Travel planning

Travel Tips: 6 Things To Do In Lisbon (and where to eat)

From fabulous food, historic landmarks, chic bars, and hip street art it’s impossible to be bored in the Portuguese capital of Lisbon. We can however understand being a bit overwhelmed with where to even begin, so here are 6 tips on how to spend your day exploring Lisbon.

Belem Region

Stroll through some of the city’s most iconic attractions as you explore this charming district west of Lisbon. Belem was originally home of Lisbon’s shipyards and docks which launched 15th-century voyages that discovered the sea routes to India, East Africa and Brazil. Today you’ll see that the surrounding buildings commemorate the rich seafaring history with extravagant and stunning beauty. In Belem you can escape the city and get a green fix in its many parks, tree-lined plazas and open spaces. You can also take in many of its historic buildings including The Torre de Belem and Padrão dos Descobrimentos, a monument to the 15th-century Portuguese explorers with a panoramic roof top view.

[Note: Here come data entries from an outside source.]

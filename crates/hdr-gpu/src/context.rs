use std::fmt::Write as _;

use hdr_core::{DeviceType, FilterError, Params};
use tracing::info;

/// All adapters of one wgpu backend. Backends play the role of platforms
/// and adapters the role of devices when selecting by index.
pub struct Platform {
    pub backend: wgpu::Backend,
    pub adapters: Vec<wgpu::Adapter>,
}

fn accepts(filter: DeviceType, device_type: wgpu::DeviceType) -> bool {
    match filter {
        DeviceType::All => true,
        DeviceType::Cpu => device_type == wgpu::DeviceType::Cpu,
        DeviceType::Gpu => matches!(
            device_type,
            wgpu::DeviceType::DiscreteGpu
                | wgpu::DeviceType::IntegratedGpu
                | wgpu::DeviceType::VirtualGpu
        ),
    }
}

fn create_instance() -> wgpu::Instance {
    wgpu::Instance::new(&wgpu::InstanceDescriptor {
        backends: wgpu::Backends::PRIMARY,
        ..Default::default()
    })
}

/// Adapters grouped by backend, in enumeration order, keeping only those
/// that pass `filter`. Backends without a matching adapter are omitted.
pub fn platforms(instance: &wgpu::Instance, filter: DeviceType) -> Vec<Platform> {
    let mut platforms: Vec<Platform> = Vec::new();
    for adapter in instance.enumerate_adapters(wgpu::Backends::PRIMARY) {
        let info = adapter.get_info();
        if !accepts(filter, info.device_type) {
            continue;
        }
        match platforms.iter_mut().find(|p| p.backend == info.backend) {
            Some(platform) => platform.adapters.push(adapter),
            None => platforms.push(Platform {
                backend: info.backend,
                adapters: vec![adapter],
            }),
        }
    }
    platforms
}

/// Human-readable listing of every platform and device, as printed by
/// `--clinfo`.
pub fn describe_platforms(filter: DeviceType) -> String {
    let platforms = platforms(&create_instance(), filter);
    let mut out = String::new();
    if platforms.is_empty() {
        out.push_str("No GPU platforms found.\n");
        return out;
    }
    for (p, platform) in platforms.iter().enumerate() {
        let _ = writeln!(out, "Platform {p}: {:?}", platform.backend);
        for (d, adapter) in platform.adapters.iter().enumerate() {
            let info = adapter.get_info();
            let limits = adapter.limits();
            let _ = writeln!(out, "  Device {d}: {} ({:?})", info.name, info.device_type);
            if !info.driver.is_empty() {
                let _ = writeln!(out, "    Driver: {} {}", info.driver, info.driver_info);
            }
            let _ = writeln!(
                out,
                "    Max workgroup size: {}, max storage buffer binding: {} MiB",
                limits.max_compute_invocations_per_workgroup,
                limits.max_storage_buffer_binding_size / (1024 * 1024)
            );
        }
    }
    out
}

/// Device and queue of the adapter picked by platform and device index.
pub struct GpuContext {
    pub device: wgpu::Device,
    pub queue: wgpu::Queue,
    pub info: wgpu::AdapterInfo,
}

impl GpuContext {
    pub async fn new(params: &Params) -> Result<Self, FilterError> {
        let instance = create_instance();
        let mut platforms = platforms(&instance, params.device_type);
        if params.platform_index >= platforms.len() {
            return Err(FilterError::PlatformOutOfRange {
                index: params.platform_index,
                available: platforms.len(),
            });
        }
        let platform = platforms.swap_remove(params.platform_index);
        let available = platform.adapters.len();
        let adapter = platform
            .adapters
            .into_iter()
            .nth(params.device_index)
            .ok_or(FilterError::DeviceOutOfRange {
                index: params.device_index,
                available,
            })?;

        let info = adapter.get_info();
        info!(
            adapter = info.name,
            backend = ?info.backend,
            device_type = ?info.device_type,
            "selected GPU adapter"
        );

        let (device, queue) = adapter
            .request_device(&wgpu::DeviceDescriptor {
                label: Some("hdr"),
                required_features: wgpu::Features::empty(),
                required_limits: adapter.limits(),
                ..Default::default()
            })
            .await
            .map_err(|e| FilterError::backend("request device", e))?;

        Ok(Self {
            device,
            queue,
            info,
        })
    }

    /// Largest storage buffer a single binding may cover, in bytes.
    pub fn max_binding_size(&self) -> u64 {
        u64::from(self.device.limits().max_storage_buffer_binding_size)
    }
}

#[cfg(test)]
mod tests {
    use super::*;

    #[test]
    fn device_type_filter() {
        use wgpu::DeviceType as W;
        assert!(accepts(DeviceType::All, W::Cpu));
        assert!(accepts(DeviceType::Cpu, W::Cpu));
        assert!(!accepts(DeviceType::Cpu, W::DiscreteGpu));
        assert!(accepts(DeviceType::Gpu, W::IntegratedGpu));
        assert!(!accepts(DeviceType::Gpu, W::Cpu));
        assert!(!accepts(DeviceType::Gpu, W::Other));
    }

    #[test]
    fn platform_index_past_the_end_is_rejected() {
        let params = Params {
            platform_index: 99,
            ..Default::default()
        };
        let err = pollster::block_on(GpuContext::new(&params))
            .err()
            .expect("no machine has 100 wgpu backends");
        assert!(matches!(err, FilterError::PlatformOutOfRange { index: 99, .. }));
    }
}
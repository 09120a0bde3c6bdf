use bytemuck::{Pod, Zeroable};
use hdr_core::filters::ReinhardLocalParams;
use hdr_core::pyramid::{layout, level_count, total_len};
use hdr_core::{FilterError, PixelBuffer, StatusSink};
use tracing::debug;

use super::{
    WORKGROUP_SIZE, dispatch, encoder, level_table, pixel_workgroups, reduction_workgroups,
    submit,
};
use crate::buffer::{
    Step, StepTable, bind_buffers, check_binding_size, download_pixels, pixel_bytes, storage,
    storage_init, uniform, upload_pixels,
};
use crate::context::GpuContext;
use crate::program::{BindingKind, Program, create_layout, create_pipeline_layout};

#[repr(C)]
#[derive(Clone, Copy, Pod, Zeroable)]
struct Config {
    width: u32,
    height: u32,
    pixel_count: u32,
    groups: u32,
    levels: u32,
    key: f32,
    sat: f32,
    epsilon: f32,
    phi: f32,
    _pad: [u32; 3],
}

/// reduce_luminance -> final_reduce -> downsample per level -> tone_map.
pub struct ReinhardLocalKernels {
    layout: wgpu::BindGroupLayout,
    step_layout: wgpu::BindGroupLayout,
    reduce: wgpu::ComputePipeline,
    final_reduce: wgpu::ComputePipeline,
    downsample: wgpu::ComputePipeline,
    tone_map: wgpu::ComputePipeline,
}

impl ReinhardLocalKernels {
    pub async fn new(ctx: &GpuContext) -> Result<Self, FilterError> {
        use BindingKind::*;
        let layout = create_layout(
            &ctx.device,
            "reinhard_local_bgl",
            &[
                Uniform,
                StorageRead,
                StorageReadWrite,
                StorageReadWrite,
                StorageRead,
                StorageReadWrite,
                StorageReadWrite,
            ],
        );
        let step_layout = create_layout(&ctx.device, "reinhard_local_step_bgl", &[StepUniform]);
        let pipeline_layout = create_pipeline_layout(
            &ctx.device,
            "reinhard_local_layout",
            &[&layout, &step_layout],
        );
        Program::build(
            &ctx.device,
            "reinhard_local",
            super::shader_source!("reinhard_local.wgsl"),
            |program| Self {
                reduce: program.pipeline("reduce_luminance", &pipeline_layout),
                final_reduce: program.pipeline("final_reduce", &pipeline_layout),
                downsample: program.pipeline("downsample", &pipeline_layout),
                tone_map: program.pipeline("tone_map", &pipeline_layout),
                layout,
                step_layout,
            },
        )
        .await
    }

    pub fn run(
        &self,
        ctx: &GpuContext,
        input: &PixelBuffer,
        params: &ReinhardLocalParams,
        status: &StatusSink,
    ) -> Result<PixelBuffer, FilterError> {
        let n = input.pixel_count();
        if n == 0 {
            return Ok(input.clone());
        }
        let count = level_count(input.width, input.height, params.levels);
        let levels = layout(input.width, input.height, count);
        let pyramid_bytes = total_len(&levels) as u64 * 4;
        check_binding_size(ctx, "reinhard_local_pyramid", pyramid_bytes)?;

        let groups = reduction_workgroups(n);
        let workgroups = pixel_workgroups(n);
        status.report(&format!(
            "Local size: {WORKGROUP_SIZE} Global size: {}",
            workgroups as usize * WORKGROUP_SIZE
        ));

        let config = uniform(
            &ctx.device,
            "reinhard_local_config",
            &Config {
                width: input.width,
                height: input.height,
                pixel_count: n as u32,
                groups,
                levels: count as u32,
                key: params.key,
                sat: params.sat,
                epsilon: params.epsilon,
                phi: params.phi,
                _pad: [0; 3],
            },
        );
        let input_buf = upload_pixels(ctx, "reinhard_local_input", input)?;
        let output_buf = storage(&ctx.device, "reinhard_local_output", pixel_bytes(n));
        let pyramid = storage(&ctx.device, "reinhard_local_pyramid", pyramid_bytes);
        let table = storage_init(
            &ctx.device,
            "reinhard_local_levels",
            bytemuck::cast_slice(&level_table(&levels)),
        );
        let partial = storage(&ctx.device, "reinhard_local_partial", u64::from(groups) * 4);
        let stats = storage(&ctx.device, "reinhard_local_stats", 4);
        let bind_group = bind_buffers(
            &ctx.device,
            "reinhard_local_bg",
            &self.layout,
            &[&config, &input_buf, &output_buf, &pyramid, &table, &partial, &stats],
        );

        // step 0 serves the kernels that do not read it
        let steps: Vec<Step> = (0..count.max(1)).map(Step::level).collect();
        let step_table =
            StepTable::new(ctx, &self.step_layout, "reinhard_local_steps", steps.len());
        step_table.write(&ctx.queue, &steps)?;
        let at = |index: usize| [step_table.offset(index)];

        let mut enc = encoder(ctx, "reinhard_local_encoder");
        let first = at(0);
        let plain: &[(&wgpu::BindGroup, &[u32])] =
            &[(&bind_group, &[]), (&step_table.bind_group, &first)];
        for (entry, pipeline, size) in [
            ("reduce_luminance", &self.reduce, groups),
            ("final_reduce", &self.final_reduce, 1),
        ] {
            dispatch(&mut enc, entry, pipeline, plain, size);
        }
        for (k, level) in levels.iter().enumerate().skip(1) {
            let offset = at(k);
            dispatch(
                &mut enc,
                "downsample",
                &self.downsample,
                &[(&bind_group, &[]), (&step_table.bind_group, &offset)],
                pixel_workgroups(level.len()),
            );
        }
        dispatch(&mut enc, "tone_map", &self.tone_map, plain, workgroups);
        submit(ctx, enc);

        debug!(pixels = n, levels = count, groups, "GPU Reinhard local");
        download_pixels(ctx, &output_buf, input.width, input.height)
    }
}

Time Out Market (Mercado da Ribeira):

Take some time to stroll through this historic market hall. Located in the Cais do Sodré neighborhood, the Time Out Market features the city’s best known (and longest running) meat, fish, fruit and flower vendors and is home to 26 restaurants, 8 bars, and 12 shops. If the timing is right you might be lucky enough to catch live music as the food hall hosts shows as well!

Castelo de Sao Jorge

Take the metro to Baixa-Chiado and walk though historic neighborhoods Alfama and Mouraria on your way to one of the city’s most stunning sites, Castelo de Sao Jorge. Marvel at this physical reminder of Lisbon’s long history including Romans to Visigoths, fierce conflicts between the Arabs and Christians, formidable sieges by the Castilians and the birth of Portugal as a seafaring nation.

Feira da Ladra

If you happen to be in the city on Tuesday or Saturday morning, visit the local flea market – or “Feira da Ladra. Located on a steep hill in the neighborhood of Alfama, you will have no trouble finding a great souvenir. Vendors line the sidewalks with blankets and rugs in rows and sell a host of hand-made goods, antiques, books, clothes, military objects, and more.

Bairro Alto Ridge Line

Catch the “Elevador da Gloria” funicular from Praça Restauradores up to the Jardim de São Pedro de Alcântara viewpoint for a fantastic sunset experience in Bairro Alto. At dusk this neighborhood begins to come alive as Bairro Alto is Lisbon’s hub for nightlife. Countless small bars and restaurants line the the narrow cobbled streets and the sounds of traditional Fado music waft out of intimate venues.

Hops are becoming hip

Until recently Portuguese beer meant Sagres or Super Bock, but now the city is booming with great micro-brews. If you are into craft beer, Lisbon’s first craft beer Cerveteca Lisboa, opened its doors in 2014 and since then the beer scene has been growing fast. Start with this list if you’d like a few ideas of where to quench your thirst with a local beer!

And some Restaurant Recommendations!

With so much exploring, we’ll need sustenance. Here are our favorite restaurants for you to check out.

Orteá Vegan Collective- BOTANISTA

This unapologetically vegan restaurant is a delight for vegan food lovers. Dishes are delicious and don’t pretend to be anything other than vegan. Even the most occasional vegans are apt to find something they enjoy on this menu. Don’t forget to check out the range of sumptuous desserts.

Café Buenos Aires Lisbon

This more meat-leaning Argentinean-inspired restaurant came highly recommended by our Tour Leader Jonas.

VDB Bistronomie

Tucked away in the alleys of the Baixa District, this farm to table eatery will delight with sumptuous shareable plates.

Typical Portuguese restaurants

For a more typical Portuguese cuisine, you might enjoy Tasca Zé dos Cornos, O Zé da Mouraria and O Velho Eurico.